Il tempo scorre veloce, inesorabile. È da questa consapevolezza, antica quanto l’uomo, che prende forma la profonda riflessione natalizia del professor Alfio Cazzetta, un viaggio intimo e lucido tra passato e presente, memoria personale e sguardo critico sul mondo contemporaneo.
Dal susseguirsi dei Natali, uno dopo l’altro, emerge il sentimento dell’urgenza: la corsa contro il tempo, la paura di lasciare qualcosa di incompiuto, la consapevolezza che vivere significa assaporare ogni fase dell’esistenza, con le sue luci e le sue ombre. Cazzetta richiama un antico detto popolare – “Cu campa, vecchiu si fa” – per ricordare che l’età avanzata, pur con le sue fatiche, è anche un privilegio: quello di aver visto, compreso, vissuto.
La bellezza della vita e le ferite del mondo
Nella sua riflessione convivono la bellezza del creato – i tramonti, il mare calmo o in tempesta, i suoni e i profumi della vita – e l’amarezza per un’umanità che sembra non imparare mai dalla storia. La guerra, vista da bambino e ancora presente oggi, diventa il simbolo di un fallimento collettivo: parole di pace che spesso nascondono interessi e violenze, leader incapaci di imparare persino dalla saggezza ingenua dei bambini del dopoguerra.
Il Natale tra fede e smarrimento
Il Natale, cuore della riflessione, appare sempre più svuotato del suo significato originario. Da festa della nascita di Gesù Cristo, simbolo di pace e speranza, si è trasformato in una celebrazione dominata dal consumismo e da un falso perbenismo che, secondo Cazzetta, finisce per mortificare le radici culturali e religiose. Il timore di affermare la propria identità, la rinuncia ai simboli, il silenzio per non “offendere” diventano una forma di sottomissione più che di autentica libertà.
Il Natale di una volta: memoria viva
E poi c’è il passato, evocato con tenerezza e precisione. Il Natale del dopoguerra, povero nei mezzi ma ricchissimo di umanità e condivisione: le mani della madre che impastano la farina per le scacciate, la fatica accompagnata dalla gioia, i profumi che riempiono la casa, le crispelle, il rosario recitato insieme, la “conca” al centro della stanza, il fuoco che scoppietta e le storie raccontate.

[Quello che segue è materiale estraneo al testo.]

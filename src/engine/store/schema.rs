// Database schema and migrations for the Praxis graph store.
// Called once at open by GraphStore::open() after WAL is enabled.
// Adding a new table or column: append an idempotent CREATE TABLE IF NOT
// EXISTS or ALTER TABLE … ADD COLUMN (errors are silently swallowed) at the
// end of run_migrations() — never modify existing SQL to keep upgrade paths
// clean.
//
// All timestamps are INTEGER epoch milliseconds.

use crate::atoms::error::EngineResult;
use rusqlite::Connection;

pub(crate) fn run_migrations(conn: &Connection) -> EngineResult<()> {
    conn.execute_batch(CORE_SCHEMA)?;

    // ── Idempotent column additions for future migrations ────────────
    // Pattern: try ADD COLUMN, swallow error if already exists.
    // Add new migrations below as needed.

    Ok(())
}

const CORE_SCHEMA: &str = "
    -- ═══════════════════════════════════════════════════════════════
    -- Entities (global, shared across accounts)
    -- One row per normalized_name; entity_type is sticky.
    -- ═══════════════════════════════════════════════════════════════
    CREATE TABLE IF NOT EXISTS entities (
        id TEXT PRIMARY KEY,
        name TEXT NOT NULL,
        normalized_name TEXT NOT NULL,
        entity_type TEXT,
        description TEXT,
        touch_count INTEGER NOT NULL DEFAULT 1,
        trajectory_count INTEGER NOT NULL DEFAULT 1,
        contributor_count INTEGER NOT NULL DEFAULT 1,
        first_seen INTEGER NOT NULL,
        last_seen INTEGER NOT NULL
    );

    CREATE UNIQUE INDEX IF NOT EXISTS idx_entities_normalized
        ON entities(normalized_name);
    CREATE INDEX IF NOT EXISTS idx_entities_type
        ON entities(entity_type);

    -- ═══════════════════════════════════════════════════════════════
    -- Entity contributions (per-account provenance on global entities)
    -- Exactly one row per (entity_id, account_id); creating one is the
    -- sole trigger for bumping entities.contributor_count.
    -- ═══════════════════════════════════════════════════════════════
    CREATE TABLE IF NOT EXISTS entity_contributions (
        entity_id TEXT NOT NULL,
        account_id TEXT NOT NULL,
        first_trajectory_id TEXT NOT NULL,
        touch_count INTEGER NOT NULL DEFAULT 1,
        trajectory_count INTEGER NOT NULL DEFAULT 1,
        first_seen INTEGER NOT NULL,
        last_seen INTEGER NOT NULL,
        PRIMARY KEY (entity_id, account_id),
        FOREIGN KEY (entity_id) REFERENCES entities(id) ON DELETE CASCADE
    );

    CREATE INDEX IF NOT EXISTS idx_contributions_account
        ON entity_contributions(account_id);

    -- ═══════════════════════════════════════════════════════════════
    -- Edges (directed, weighted, accumulating)
    -- Keyed by (source_id, target_id); self-loops never inserted.
    -- Valence counters are reserved: read by inference, never written.
    -- ═══════════════════════════════════════════════════════════════
    CREATE TABLE IF NOT EXISTS edges (
        id TEXT PRIMARY KEY,
        source_id TEXT NOT NULL,
        target_id TEXT NOT NULL,
        weight INTEGER NOT NULL DEFAULT 1,
        trajectory_count INTEGER NOT NULL DEFAULT 1,
        contributor_count INTEGER NOT NULL DEFAULT 1,
        relationship_type TEXT,
        positive_outcomes INTEGER NOT NULL DEFAULT 0,
        negative_outcomes INTEGER NOT NULL DEFAULT 0,
        mixed_outcomes INTEGER NOT NULL DEFAULT 0,
        first_seen INTEGER NOT NULL,
        last_seen INTEGER NOT NULL,
        FOREIGN KEY (source_id) REFERENCES entities(id) ON DELETE CASCADE,
        FOREIGN KEY (target_id) REFERENCES entities(id) ON DELETE CASCADE
    );

    CREATE UNIQUE INDEX IF NOT EXISTS idx_edges_pair
        ON edges(source_id, target_id);
    CREATE INDEX IF NOT EXISTS idx_edges_target
        ON edges(target_id);

    -- ═══════════════════════════════════════════════════════════════
    -- Co-occurrences (undirected pair counts)
    -- Canonical orientation: entity_a < entity_b lexicographically.
    -- ═══════════════════════════════════════════════════════════════
    CREATE TABLE IF NOT EXISTS cooccurrences (
        entity_a TEXT NOT NULL,
        entity_b TEXT NOT NULL,
        count INTEGER NOT NULL DEFAULT 1,
        window_count INTEGER NOT NULL DEFAULT 1,
        trajectory_count INTEGER NOT NULL DEFAULT 1,
        contributor_count INTEGER NOT NULL DEFAULT 1,
        last_updated INTEGER NOT NULL,
        PRIMARY KEY (entity_a, entity_b),
        FOREIGN KEY (entity_a) REFERENCES entities(id) ON DELETE CASCADE,
        FOREIGN KEY (entity_b) REFERENCES entities(id) ON DELETE CASCADE
    );

    CREATE INDEX IF NOT EXISTS idx_cooccurrences_b
        ON cooccurrences(entity_b);

    -- ═══════════════════════════════════════════════════════════════
    -- Trajectories (one walk per chat turn, per-account)
    -- Open until completed_at is set; thereafter immutable.
    -- ═══════════════════════════════════════════════════════════════
    CREATE TABLE IF NOT EXISTS trajectories (
        id TEXT PRIMARY KEY,
        account_id TEXT NOT NULL,
        conversation_id TEXT,
        input_text TEXT NOT NULL,
        input_hash INTEGER NOT NULL,
        summary TEXT,
        started_at INTEGER NOT NULL,
        completed_at INTEGER
    );

    CREATE INDEX IF NOT EXISTS idx_trajectories_account
        ON trajectories(account_id, started_at DESC);
    CREATE INDEX IF NOT EXISTS idx_trajectories_hash
        ON trajectories(input_hash);

    -- ═══════════════════════════════════════════════════════════════
    -- Trajectory events (append-only, gapless sequence per trajectory)
    -- data is an opaque JSON blob; _context carries decision context.
    -- ═══════════════════════════════════════════════════════════════
    CREATE TABLE IF NOT EXISTS trajectory_events (
        id TEXT PRIMARY KEY,
        trajectory_id TEXT NOT NULL,
        sequence_num INTEGER NOT NULL,
        timestamp INTEGER NOT NULL,
        event_type TEXT NOT NULL,
        entity_id TEXT,
        data TEXT,
        FOREIGN KEY (trajectory_id) REFERENCES trajectories(id) ON DELETE CASCADE
    );

    CREATE UNIQUE INDEX IF NOT EXISTS idx_events_trajectory_seq
        ON trajectory_events(trajectory_id, sequence_num);
    CREATE INDEX IF NOT EXISTS idx_events_entity
        ON trajectory_events(entity_id);

    -- ═══════════════════════════════════════════════════════════════
    -- Conversations & messages (thin per-account containers)
    -- ═══════════════════════════════════════════════════════════════
    CREATE TABLE IF NOT EXISTS conversations (
        id TEXT PRIMARY KEY,
        account_id TEXT NOT NULL,
        title TEXT,
        created_at INTEGER NOT NULL,
        updated_at INTEGER NOT NULL
    );

    CREATE INDEX IF NOT EXISTS idx_conversations_account
        ON conversations(account_id, updated_at DESC);

    CREATE TABLE IF NOT EXISTS messages (
        id TEXT PRIMARY KEY,
        conversation_id TEXT NOT NULL,
        role TEXT NOT NULL,
        content TEXT NOT NULL DEFAULT '',
        trajectory_id TEXT,
        created_at INTEGER NOT NULL,
        FOREIGN KEY (conversation_id) REFERENCES conversations(id) ON DELETE CASCADE
    );

    CREATE INDEX IF NOT EXISTS idx_messages_conversation
        ON messages(conversation_id, created_at);
";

Un Natale fatto di famiglia allargata, vicinato, attesa, silenzio e amore.
Uno sguardo al futuro
Il nuovo anno, scrive Cazzetta, è spesso solo la continuazione di quello vecchio. Eppure, questa volta, il desiderio è che il tempo che verrà possa davvero portare un cambiamento, lasciando alle spalle un anno difficile per il mondo intero. La speranza è che il futuro sappia promuovere miglioramenti concreti e, soprattutto, che possa finalmente affermarsi ciò che da troppo tempo sembra un’utopia: la pace.
È questo l’augurio finale del professore: un Natale che non sia solo una data sul calendario, ma un momento di coscienza, memoria e rinnovata responsabilità verso noi stessi e gli altri.

“Erano anni verdi, per noi. Volevamo gareggiare con la vita. Io ed il mio amico Felice. Correvamo, ma non sapevamo dov’era il nostro traguardo. Intanto ci bastava correre. Avevamo vent’anni“.